Last Friday afternoon, when news was first emerging that a further claim had been lodged at the High Court in the CTB privacy case, I got on the phone to who I believed was the claimant's law firm.
I explained that I was from the New Statesman and that I wanted to do a quick post clarifying the exact nature of the reported legal action. Unfortunately, the press officer was "unavailable". I kept trying, but at around seven I was told that he had now "left the office for the day".
However, unlike press officers, Twitter does not leave the office for the day or go home for the weekend. Instead, sometimes rightly and sometimes wrongly, it can generate incredible and immediate communicative power. And it did so. Thousands of Twitter users spent the weekend mocking CTB, the Courts, and the whole notion of an injunction being used to protect personal privacy.
In many ways, this was not a pleasant spectacle. The privacy injunction had been granted, at least in part, because it had seemed to the High Court that the claimant was being blackmailed. It may well be that the anonymised injunction would not have been given but for the appearance of blackmail.
Of course, few, if any of the Twitter users -- and the tabloid journalists cheering them on -- paused for a moment to realise that all they were doing was circumventing an injunction which had been primarily granted to prevent a possible criminal act from succeeding. Indeed, the High Court's concerns about blackmail were conveniently not mentioned by anyone, if people were aware of them at all.
It was also depressing to see the sheer enthusiasm with which Twitter users served the commercial interests of the tabloid press in further weakening what little privacy law we have in the United Kingdom. This is the same tabloid press which casually disregarded for a decade the laws on phone hacking and data protection, and the same tabloid press who routinely toy with contempt of court in demonising potential suspects in murder cases. And now, the only legal restraint which actually worked -- the temporary (or "interim") injunction pending full trial in a privacy case -- may have been irrevocably trashed. We really do get the popular press we deserve.

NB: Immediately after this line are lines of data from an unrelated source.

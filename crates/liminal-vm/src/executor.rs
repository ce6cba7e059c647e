//! The execution engine: operation dispatch, resource guards, and the
//! SATURATE fixed-point loop.
//!
//! Control flow is threaded explicitly as a [`Flow`] variant: a false
//! GATE becomes `Flow::Break` and is consumed by the nearest enclosing
//! SATURATE, or by the phase when no SATURATE encloses it. Nothing
//! unwinds; resource violations are ordinary `Err` values.

use liminal_types::ast::{GateCond, Op, OpKind, Program};
use liminal_types::{ExitStatus, VmConfig, VmError};
use std::collections::BTreeMap;

use crate::result::Checkpoint;
use crate::snapshot::Snapshot;

/// Outcome of dispatching an operation or running a block.
#[derive(Debug, Clone, Copy, PartialEq, Eq)]
pub(crate) enum Flow {
    /// Keep going with the next operation.
    Continue,
    /// A GATE evaluated false: abandon the rest of the current block.
    Break,
    /// HALT fired; drain all the way out to the finalizer.
    Halted,
}

/// The executor. Owns the mutable machine state for one invocation.
///
/// Created empty, driven by [`Executor::execute`], then consumed by the
/// finalizer. The AST and configuration are only ever read.
pub struct Executor<'cfg> {
    pub(crate) config: &'cfg VmConfig,
    pub(crate) stack: Vec<String>,
    pub(crate) bindings: BTreeMap<String, String>,
    pub(crate) op_count: u64,
    pub(crate) phases_entered: u64,
    pub(crate) halted: bool,
    pub(crate) trace: Vec<Checkpoint>,
    pub(crate) current_phase: Option<String>,
}

impl<'cfg> Executor<'cfg> {
    pub fn new(config: &'cfg VmConfig) -> Self {
        Self {
            config,
            stack: Vec::new(),
            bindings: BTreeMap::new(),
            op_count: 0,
            phases_entered: 0,
            halted: false,
            trace: Vec::new(),
            current_phase: None,
        }
    }

    /// Execute every phase in source order.
    ///
    /// `Ok(())` covers both clean completion and HALT; the distinction is
    /// the sticky `halted` flag. `Err` carries a resource violation with
    /// phase context and the counter value at the failure point.
    pub fn execute(&mut self, program: &Program) -> Result<(), VmError> {
        for phase in &program.phases {
            if self.halted {
                break;
            }
            self.current_phase = Some(phase.name.clone());
            self.phases_entered += 1;
            match self.run_block(&phase.body)? {
                Flow::Halted => break,
                // A false GATE outside any SATURATE ends the phase cleanly.
                Flow::Break | Flow::Continue => {}
            }
        }
        Ok(())
    }

    // ══════════════════════════════════════════════════════════════════════════
    // Block execution & guards
    // ══════════════════════════════════════════════════════════════════════════

    /// Run a linear operation sequence with the between-operation guards.
    ///
    /// Guard order: sticky halt first, then the operation budget, then
    /// dispatch. The counter is incremented after a dispatch completes,
    /// so an operation that trips a guard mid-flight is not counted, and
    /// HALT itself is never counted.
    fn run_block(&mut self, ops: &[Op]) -> Result<Flow, VmError> {
        for op in ops {
            if self.halted {
                return Ok(Flow::Halted);
            }
            if self.op_count >= self.config.max_ops {
                return Err(self.guard_err(
                    ExitStatus::TermOpLimit,
                    format!("operation budget exhausted (max_ops {})", self.config.max_ops),
                ));
            }
            match self.dispatch(op)? {
                Flow::Continue => self.op_count += 1,
                Flow::Break => {
                    self.op_count += 1;
                    return Ok(Flow::Break);
                }
                Flow::Halted => return Ok(Flow::Halted),
            }
        }
        Ok(Flow::Continue)
    }

    fn dispatch(&mut self, op: &Op) -> Result<Flow, VmError> {
        match &op.kind {
            OpKind::Push(sym) => {
                if self.stack.len() + 1 > self.config.max_stack {
                    return Err(self.guard_err(
                        ExitStatus::ErrStackOverflow,
                        format!("stack overflow (max_stack {})", self.config.max_stack),
                    ));
                }
                self.stack.push(sym.clone());
                Ok(Flow::Continue)
            }
            OpKind::Invert => {
                self.stack.reverse();
                Ok(Flow::Continue)
            }
            OpKind::Bind(key, value) => {
                if !self.bindings.contains_key(key)
                    && self.bindings.len() + 1 > self.config.max_bindings
                {
                    return Err(self.guard_err(
                        ExitStatus::ErrBindingsOverflow,
                        format!("bindings overflow (max_bindings {})", self.config.max_bindings),
                    ));
                }
                self.bindings.insert(key.clone(), value.clone());
                Ok(Flow::Continue)
            }
            OpKind::Release(key) => {
                self.bindings.remove(key);
                Ok(Flow::Continue)
            }
            OpKind::Gate(cond) => {
                if self.eval_condition(cond) {
                    Ok(Flow::Continue)
                } else {
                    Ok(Flow::Break)
                }
            }
            OpKind::Saturate(body) => self.run_saturate(body),
            OpKind::Witness => {
                if self.config.trace_enabled {
                    self.trace.push(Checkpoint {
                        phase_name: self.current_phase.clone().unwrap_or_default(),
                        // Counter value with this checkpoint itself counted.
                        op_count: self.op_count + 1,
                        stack: self.stack.clone(),
                        bindings: self.bindings.clone(),
                    });
                }
                Ok(Flow::Continue)
            }
            OpKind::Halt => {
                self.halted = true;
                Ok(Flow::Halted)
            }
        }
    }

    // ══════════════════════════════════════════════════════════════════════════
    // SATURATE
    // ══════════════════════════════════════════════════════════════════════════

    /// Repeat `body` until fixed point, GATE break, HALT, or the iteration
    /// budget.
    ///
    /// Each invocation gets a fresh iteration counter, so nested SATURATE
    /// loops account independently. Fixed point compares a pre/post deep
    /// snapshot of stack and bindings; a false GATE anywhere in the body
    /// is the canonical loop exit and terminates the SATURATE successfully.
    fn run_saturate(&mut self, body: &[Op]) -> Result<Flow, VmError> {
        let mut iterations: u64 = 0;
        loop {
            let pre = Snapshot::capture(&self.stack, &self.bindings);
            match self.run_block(body)? {
                Flow::Halted => return Ok(Flow::Halted),
                Flow::Break => return Ok(Flow::Continue),
                Flow::Continue => {}
            }
            let post = Snapshot::capture(&self.stack, &self.bindings);
            if pre == post {
                return Ok(Flow::Continue);
            }
            iterations += 1;
            if iterations >= self.config.max_saturate {
                return Err(self.guard_err(
                    ExitStatus::TermCycleLimit,
                    format!(
                        "SATURATE exceeded max_saturate ({}) iterations",
                        self.config.max_saturate
                    ),
                ));
            }
        }
    }

    // ══════════════════════════════════════════════════════════════════════════
    // Conditions & errors
    // ══════════════════════════════════════════════════════════════════════════

    /// Evaluate a GATE condition. Side-effect free.
    fn eval_condition(&self, cond: &GateCond) -> bool {
        match cond {
            GateCond::DepthLt(n) => (self.stack.len() as u64) < *n,
            GateCond::DepthGt(n) => (self.stack.len() as u64) > *n,
            GateCond::DepthEq(n) => self.stack.len() as u64 == *n,
            GateCond::Bound(key) => self.bindings.contains_key(key),
            GateCond::Unbound(key) => !self.bindings.contains_key(key),
        }
    }

    /// A resource-guard error with phase context and the current counter.
    fn guard_err(&self, status: ExitStatus, message: String) -> VmError {
        let err = VmError::bare(status, message);
        match &self.current_phase {
            Some(phase) => err.in_phase(phase.clone(), self.op_count),
            None => err,
        }
    }
}

#[cfg(test)]
mod tests {
    use super::*;
    use liminal_types::Span;

    fn op(kind: OpKind) -> Op {
        Op::new(kind, Span::start())
    }

    fn program(body: Vec<Op>) -> Program {
        Program {
            phases: vec![liminal_types::ast::Phase {
                name: "TEST".into(),
                body,
                span: Span::start(),
            }],
        }
    }

    #[test]
    fn test_push_and_invert() {
        let config = VmConfig::default();
        let mut exec = Executor::new(&config);
        exec.execute(&program(vec![
            op(OpKind::Push("a".into())),
            op(OpKind::Push("b".into())),
            op(OpKind::Push("c".into())),
            op(OpKind::Invert),
        ]))
        .unwrap();
        assert_eq!(exec.stack, vec!["c", "b", "a"]);
        assert_eq!(exec.op_count, 4);
    }

    #[test]
    fn test_invert_on_empty_stack_is_noop() {
        let config = VmConfig::default();
        let mut exec = Executor::new(&config);
        exec.execute(&program(vec![op(OpKind::Invert)])).unwrap();
        assert!(exec.stack.is_empty());
        assert_eq!(exec.op_count, 1);
    }

    #[test]
    fn test_bind_overwrites_without_growth() {
        let config = VmConfig {
            max_bindings: 1,
            ..VmConfig::default()
        };
        let mut exec = Executor::new(&config);
        exec.execute(&program(vec![
            op(OpKind::Bind("k".into(), "v1".into())),
            op(OpKind::Bind("k".into(), "v2".into())),
        ]))
        .unwrap();
        assert_eq!(exec.bindings.get("k").map(String::as_str), Some("v2"));
    }

    #[test]
    fn test_bind_new_key_over_limit_errors() {
        let config = VmConfig {
            max_bindings: 1,
            ..VmConfig::default()
        };
        let mut exec = Executor::new(&config);
        let err = exec
            .execute(&program(vec![
                op(OpKind::Bind("a".into(), "1".into())),
                op(OpKind::Bind("b".into(), "2".into())),
            ]))
            .unwrap_err();
        assert_eq!(err.status, ExitStatus::ErrBindingsOverflow);
        // The failed BIND is not counted and did not mutate.
        assert_eq!(err.op_count, 1);
        assert_eq!(exec.bindings.len(), 1);
    }

    #[test]
    fn test_release_missing_key_is_noop() {
        let config = VmConfig::default();
        let mut exec = Executor::new(&config);
        exec.execute(&program(vec![op(OpKind::Release("ghost".into()))]))
            .unwrap();
        assert_eq!(exec.op_count, 1);
    }

    #[test]
    fn test_halt_is_not_counted() {
        let config = VmConfig::default();
        let mut exec = Executor::new(&config);
        exec.execute(&program(vec![
            op(OpKind::Push("x".into())),
            op(OpKind::Halt),
            op(OpKind::Push("unreachable".into())),
        ]))
        .unwrap();
        assert!(exec.halted);
        assert_eq!(exec.op_count, 1);
        assert_eq!(exec.stack, vec!["x"]);
    }

    #[test]
    fn test_gate_false_outside_saturate_ends_phase_only() {
        let config = VmConfig::default();
        let mut exec = Executor::new(&config);
        let prog = Program {
            phases: vec![
                liminal_types::ast::Phase {
                    name: "FIRST".into(),
                    body: vec![
                        op(OpKind::Gate(GateCond::DepthGt(0))),
                        op(OpKind::Push("skipped".into())),
                    ],
                    span: Span::start(),
                },
                liminal_types::ast::Phase {
                    name: "SECOND".into(),
                    body: vec![op(OpKind::Push("ran".into()))],
                    span: Span::start(),
                },
            ],
        };
        exec.execute(&prog).unwrap();
        assert_eq!(exec.stack, vec!["ran"]);
        assert_eq!(exec.phases_entered, 2);
    }

    #[test]
    fn test_saturate_fixed_point_in_one_iteration_for_noop_body() {
        let config = VmConfig::default();
        let mut exec = Executor::new(&config);
        // INVERT on an empty stack changes nothing: one pass, fixed point.
        exec.execute(&program(vec![op(OpKind::Saturate(vec![op(OpKind::Invert)]))]))
            .unwrap();
        // One INVERT plus the SATURATE itself.
        assert_eq!(exec.op_count, 2);
    }

    #[test]
    fn test_nested_saturate_counters_are_independent() {
        let config = VmConfig {
            max_saturate: 5,
            max_stack: 4_096,
            ..VmConfig::default()
        };
        let mut exec = Executor::new(&config);
        // The inner loop pushes until its GATE breaks at depth 3 without
        // tripping its own 5-iteration budget; the outer loop's GATE then
        // breaks on the first pass.
        let inner = op(OpKind::Saturate(vec![
            op(OpKind::Push("i".into())),
            op(OpKind::Gate(GateCond::DepthLt(3))),
        ]));
        let outer = op(OpKind::Saturate(vec![
            inner,
            op(OpKind::Gate(GateCond::DepthLt(3))),
        ]));
        exec.execute(&program(vec![outer])).unwrap();
        // Inner saturates to depth 3, then the outer GATE (depth < 3 is
        // false at 3) terminates the outer loop on its first pass.
        assert_eq!(exec.stack.len(), 3);
    }

    #[test]
    fn test_witness_counts_even_when_trace_disabled() {
        let config = VmConfig::default();
        let mut exec = Executor::new(&config);
        exec.execute(&program(vec![op(OpKind::Witness), op(OpKind::Witness)]))
            .unwrap();
        assert!(exec.trace.is_empty());
        assert_eq!(exec.op_count, 2);
    }

    #[test]
    fn test_witness_checkpoint_contents() {
        let config = VmConfig {
            trace_enabled: true,
            ..VmConfig::default()
        };
        let mut exec = Executor::new(&config);
        exec.execute(&program(vec![
            op(OpKind::Push("a".into())),
            op(OpKind::Witness),
        ]))
        .unwrap();
        assert_eq!(exec.trace.len(), 1);
        let cp = &exec.trace[0];
        assert_eq!(cp.phase_name, "TEST");
        assert_eq!(cp.op_count, 2);
        assert_eq!(cp.stack, vec!["a"]);
        assert!(cp.bindings.is_empty());
    }

    #[test]
    fn test_op_limit_guard_fires_between_operations() {
        let config = VmConfig {
            max_ops: 3,
            ..VmConfig::default()
        };
        let mut exec = Executor::new(&config);
        let err = exec
            .execute(&program(vec![
                op(OpKind::Push("1".into())),
                op(OpKind::Push("2".into())),
                op(OpKind::Push("3".into())),
                op(OpKind::Push("4".into())),
            ]))
            .unwrap_err();
        assert_eq!(err.status, ExitStatus::TermOpLimit);
        assert_eq!(err.op_count, 3);
        assert_eq!(exec.stack.len(), 3);
    }
}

However, facts are facts, and Twitter has gleefully shown the impotence of an injunction of the High Court granted because of concerns of blackmail. That is the reality of the situation; but the effects of this are not yet clear.
Will the High Court now see merely anonymised injunctions as pointless, knowing that the tabloids will try and prompt Twitter into serving its interests over some other weekend? If so, will this mean tougher injunctions on stricter terms? Or will the purveyors of "reputation management" see the futility of such injunctions and not advise that their clients should apply for them?
Whatever the outcome, the environment for the practical legal protection for personal privacy has changed. This may not necessarily be for the better.
David Allen Green is legal correspondent of the New Statesman and a media lawyer.